**TASK ITEM**
Find how many lines below hold "SeqCst", then state that number by itself.

**MATERIAL SUPPLIED**
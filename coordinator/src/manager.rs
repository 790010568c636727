//! Registry of live coordinations and per-context coordination stacks.

use std::collections::HashMap;
use std::sync::atomic::{AtomicU64, Ordering};
use std::sync::{Arc, Weak};

use dashmap::DashMap;
use parking_lot::{Mutex, RwLock};
use tracing::{debug, info, instrument, warn};

use concord_common::{
    validate_timeout_ms, ContextId, CoordinationError, CoordinationId, CoordinationName,
    FailureReason, OwnerId, Result,
};

use crate::config::EngineConfig;
use crate::coordination::{Coordination, CoordinationParts};
use crate::coordinator::{Coordinator, CoordinatorId};
use crate::lock_table::ParticipantLockTable;
use crate::metrics::{Metrics, SharedMetrics};
use crate::participant::{ParticipantKey, ParticipantRef};
use crate::scheduler::TimeoutScheduler;
use crate::state::EngineState;

/// Process-wide coordination manager.
///
/// Owns the id counter, the id to coordination map, one stack per
/// thread-of-control, the participant lock table and the shared timer.
pub struct CoordinationMgr {
    /// Configuration.
    config: EngineConfig,
    /// Current engine state.
    state: RwLock<EngineState>,
    /// Next coordination id.
    next_id: AtomicU64,
    /// Next façade id.
    next_coordinator: AtomicU64,
    /// Live coordinations indexed by ID.
    coordinations: DashMap<CoordinationId, Arc<Coordination>>,
    /// Coordination stacks indexed by thread-of-control.
    stacks: Mutex<HashMap<ContextId, Vec<Arc<Coordination>>>>,
    /// Participant to holding coordination.
    lock_table: Arc<ParticipantLockTable>,
    /// Shared deadline timer.
    scheduler: Arc<TimeoutScheduler>,
    /// Engine metrics.
    metrics: SharedMetrics,
    self_ref: Weak<CoordinationMgr>,
}

impl CoordinationMgr {
    /// Create a new manager and start its timer thread.
    pub fn new(config: EngineConfig) -> Result<Arc<Self>> {
        config.validate().map_err(CoordinationError::Configuration)?;

        let metrics: SharedMetrics = Arc::new(Metrics::new());
        let scheduler = Arc::new(TimeoutScheduler::start(&config.scheduler_config)?);
        let lock_table = Arc::new(ParticipantLockTable::new(
            config.lock_config.clone(),
            metrics.clone(),
        ));

        info!(
            lock_timeout_ms = ?config.lock_config.acquire_timeout.map(|t| t.as_millis()),
            detect_deadlocks = config.lock_config.detect_deadlocks,
            "Coordination manager started"
        );

        Ok(Arc::new_cyclic(|self_ref| Self {
            config,
            state: RwLock::new(EngineState::Running),
            next_id: AtomicU64::new(1),
            next_coordinator: AtomicU64::new(1),
            coordinations: DashMap::new(),
            stacks: Mutex::new(HashMap::new()),
            lock_table,
            scheduler,
            metrics,
            self_ref: self_ref.clone(),
        }))
    }

    /// Create a façade acting on behalf of `owner`.
    pub fn coordinator(self: &Arc<Self>, owner: impl Into<OwnerId>) -> Coordinator {
        let id = CoordinatorId::new(self.next_coordinator.fetch_add(1, Ordering::SeqCst));
        Coordinator::new(id, owner.into(), self.clone())
    }

    /// Create and register a coordination that belongs to no façade.
    ///
    /// The timeout is validated before the name; `0` means no timeout.
    pub fn create(&self, owner: &OwnerId, name: &str, timeout_ms: i64) -> Result<Arc<Coordination>> {
        self.create_for(owner, None, name, timeout_ms)
    }

    #[instrument(skip(self), fields(owner = %owner))]
    pub(crate) fn create_for(
        &self,
        owner: &OwnerId,
        creator: Option<CoordinatorId>,
        name: &str,
        timeout_ms: i64,
    ) -> Result<Arc<Coordination>> {
        // Held until registration so shutdown cannot miss this coordination.
        let state = self.state.read();
        if !state.accepts_requests() {
            return Err(CoordinationError::EngineShutdown);
        }

        let timeout = validate_timeout_ms(timeout_ms)?;
        if self.config.max_timeout_ms > 0 && timeout > self.config.max_timeout_ms {
            return Err(CoordinationError::InvalidTimeout(timeout_ms));
        }
        let name = CoordinationName::parse(name)?;

        let id = CoordinationId::new(self.next_id.fetch_add(1, Ordering::SeqCst));
        let coordination = Coordination::new(CoordinationParts {
            id,
            name,
            owner: owner.clone(),
            creator,
            timeout_ms: timeout,
            manager: self.self_ref.clone(),
            lock_table: self.lock_table.clone(),
            scheduler: self.scheduler.clone(),
            metrics: self.metrics.clone(),
        });

        self.metrics.coordination_created();
        self.coordinations.insert(id, coordination.clone());
        coordination.arm_timeout();
        drop(state);

        info!(
            coordination_id = %id,
            name = %coordination.name(),
            timeout_ms = timeout,
            "Coordination created"
        );
        Ok(coordination)
    }

    /// Create a coordination and push it on the stack of `ctx`.
    pub fn begin(
        &self,
        owner: &OwnerId,
        ctx: ContextId,
        name: &str,
        timeout_ms: i64,
    ) -> Result<Arc<Coordination>> {
        let coordination = self.create(owner, name, timeout_ms)?;
        coordination.push(ctx)?;
        Ok(coordination)
    }

    /// Pop the top of the stack of `ctx`.
    pub fn pop(&self, ctx: ContextId) -> Result<Arc<Coordination>> {
        let mut stacks = self.stacks.lock();
        let popped = stacks.get_mut(&ctx).and_then(Vec::pop);
        Self::prune(&mut stacks, ctx);
        drop(stacks);

        match popped {
            Some(coordination) => {
                coordination.set_context(None);
                debug!(coordination_id = %coordination.id(), context = %ctx, "Coordination popped");
                Ok(coordination)
            }
            None => Err(CoordinationError::StackMismatch {
                context: ctx,
                expected: None,
                found: None,
            }),
        }
    }

    /// Pop the top of the stack of `ctx`, which must be `expected`.
    pub fn pop_expecting(
        &self,
        ctx: ContextId,
        expected: &Coordination,
    ) -> Result<Arc<Coordination>> {
        let mut stacks = self.stacks.lock();
        let found = stacks
            .get(&ctx)
            .and_then(|stack| stack.last())
            .map(|top| top.id());

        if found != Some(expected.id()) {
            return Err(CoordinationError::StackMismatch {
                context: ctx,
                expected: Some(expected.id()),
                found,
            });
        }

        let popped = stacks.get_mut(&ctx).and_then(Vec::pop);
        Self::prune(&mut stacks, ctx);
        drop(stacks);

        let coordination = popped.ok_or(CoordinationError::StackMismatch {
            context: ctx,
            expected: Some(expected.id()),
            found: None,
        })?;
        coordination.set_context(None);
        Ok(coordination)
    }

    /// Top of the stack of `ctx`.
    pub fn peek(&self, ctx: ContextId) -> Option<Arc<Coordination>> {
        self.stacks
            .lock()
            .get(&ctx)
            .and_then(|stack| stack.last().cloned())
    }

    /// Coordination directly below `coordination` on its stack.
    pub fn enclosing(&self, coordination: &Coordination) -> Option<Arc<Coordination>> {
        let ctx = coordination.context()?;
        let stacks = self.stacks.lock();
        let stack = stacks.get(&ctx)?;
        let position = stack.iter().position(|c| c.id() == coordination.id())?;
        position.checked_sub(1).map(|below| stack[below].clone())
    }

    /// Look up a live coordination.
    pub fn get(&self, id: CoordinationId) -> Option<Arc<Coordination>> {
        self.coordinations.get(&id).map(|c| c.clone())
    }

    /// All live coordinations, ordered by id.
    pub fn coordinations(&self) -> Vec<Arc<Coordination>> {
        let mut all: Vec<_> = self.coordinations.iter().map(|c| c.clone()).collect();
        all.sort_by_key(|c| c.id());
        all
    }

    /// Force-fail every live coordination created through the façade `creator`.
    #[instrument(skip(self))]
    pub(crate) fn dispose(&self, creator: CoordinatorId) -> usize {
        let owned: Vec<_> = self
            .coordinations
            .iter()
            .filter(|c| c.creator() == Some(creator))
            .map(|c| c.clone())
            .collect();

        let failed = owned
            .iter()
            .filter(|c| c.fail(FailureReason::released()))
            .count();

        if failed > 0 {
            info!(count = failed, "Released coordinations of disposed owner");
        }
        failed
    }

    /// Fail every live coordination, wake all blocked callers and stop the timer.
    #[instrument(skip(self))]
    pub fn shutdown(&self) {
        {
            let mut state = self.state.write();
            if !state.accepts_requests() {
                return;
            }
            *state = EngineState::ShuttingDown;
        }

        info!("Shutting down coordination manager");

        let live: Vec<_> = self.coordinations.iter().map(|c| c.clone()).collect();
        for coordination in &live {
            coordination.fail(FailureReason::released());
        }

        let stacks = std::mem::take(&mut *self.stacks.lock());
        for coordination in stacks.into_values().flatten() {
            coordination.set_context(None);
        }

        self.lock_table.shutdown();
        self.scheduler.shutdown();

        *self.state.write() = EngineState::Stopped;
        info!(failed = live.len(), "Coordination manager stopped");
    }

    /// Current engine state.
    pub fn state(&self) -> EngineState {
        *self.state.read()
    }

    /// Engine configuration.
    pub fn config(&self) -> &EngineConfig {
        &self.config
    }

    /// Engine metrics.
    pub fn metrics(&self) -> SharedMetrics {
        self.metrics.clone()
    }

    /// Number of live deadline timers.
    pub fn pending_timers(&self) -> usize {
        self.scheduler.pending()
    }

    /// Coordination currently holding `participant`.
    pub fn participant_holder(&self, participant: &ParticipantRef) -> Option<CoordinationId> {
        self.lock_table.holder(ParticipantKey::of(participant))
    }

    // --- Crate-internal operations used by coordinations ---

    pub(crate) fn push(&self, ctx: ContextId, coordination: &Arc<Coordination>) -> Result<()> {
        let mut stacks = self.stacks.lock();
        coordination.claim_context(ctx)?;
        let stack = stacks.entry(ctx).or_default();
        stack.push(coordination.clone());

        debug!(
            coordination_id = %coordination.id(),
            context = %ctx,
            depth = stack.len(),
            "Coordination pushed"
        );
        Ok(())
    }

    /// End every coordination above `coordination` on its stack, deepest first.
    ///
    /// Returns the first error raised by a nested `end()`.
    pub(crate) fn end_nested(&self, coordination: &Coordination) -> Option<CoordinationError> {
        let ctx = coordination.context()?;
        let nested: Vec<_> = {
            let stacks = self.stacks.lock();
            let stack = stacks.get(&ctx)?;
            let position = stack.iter().position(|c| c.id() == coordination.id())?;
            stack[position + 1..].to_vec()
        };

        let mut first_error = None;
        for inner in nested.iter().rev() {
            if let Err(e) = inner.end(ctx) {
                warn!(
                    coordination_id = %inner.id(),
                    enclosing_id = %coordination.id(),
                    error = %e,
                    "Nested coordination did not end cleanly"
                );
                first_error.get_or_insert(e);
            }
        }
        first_error
    }

    /// Remove `coordination` from the registry and, optionally, from its stack.
    pub(crate) fn unregister(&self, coordination: &Coordination, remove_from_stack: bool) {
        self.coordinations.remove(&coordination.id());

        if remove_from_stack {
            if let Some(ctx) = coordination.context() {
                let mut stacks = self.stacks.lock();
                if let Some(stack) = stacks.get_mut(&ctx) {
                    stack.retain(|c| c.id() != coordination.id());
                }
                Self::prune(&mut stacks, ctx);
            }
        }
    }

    fn prune(stacks: &mut HashMap<ContextId, Vec<Arc<Coordination>>>, ctx: ContextId) {
        if stacks.get(&ctx).is_some_and(Vec::is_empty) {
            stacks.remove(&ctx);
        }
    }
}

impl Drop for CoordinationMgr {
    fn drop(&mut self) {
        self.shutdown();
    }
}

**OUTPUT OF THE TASK**
2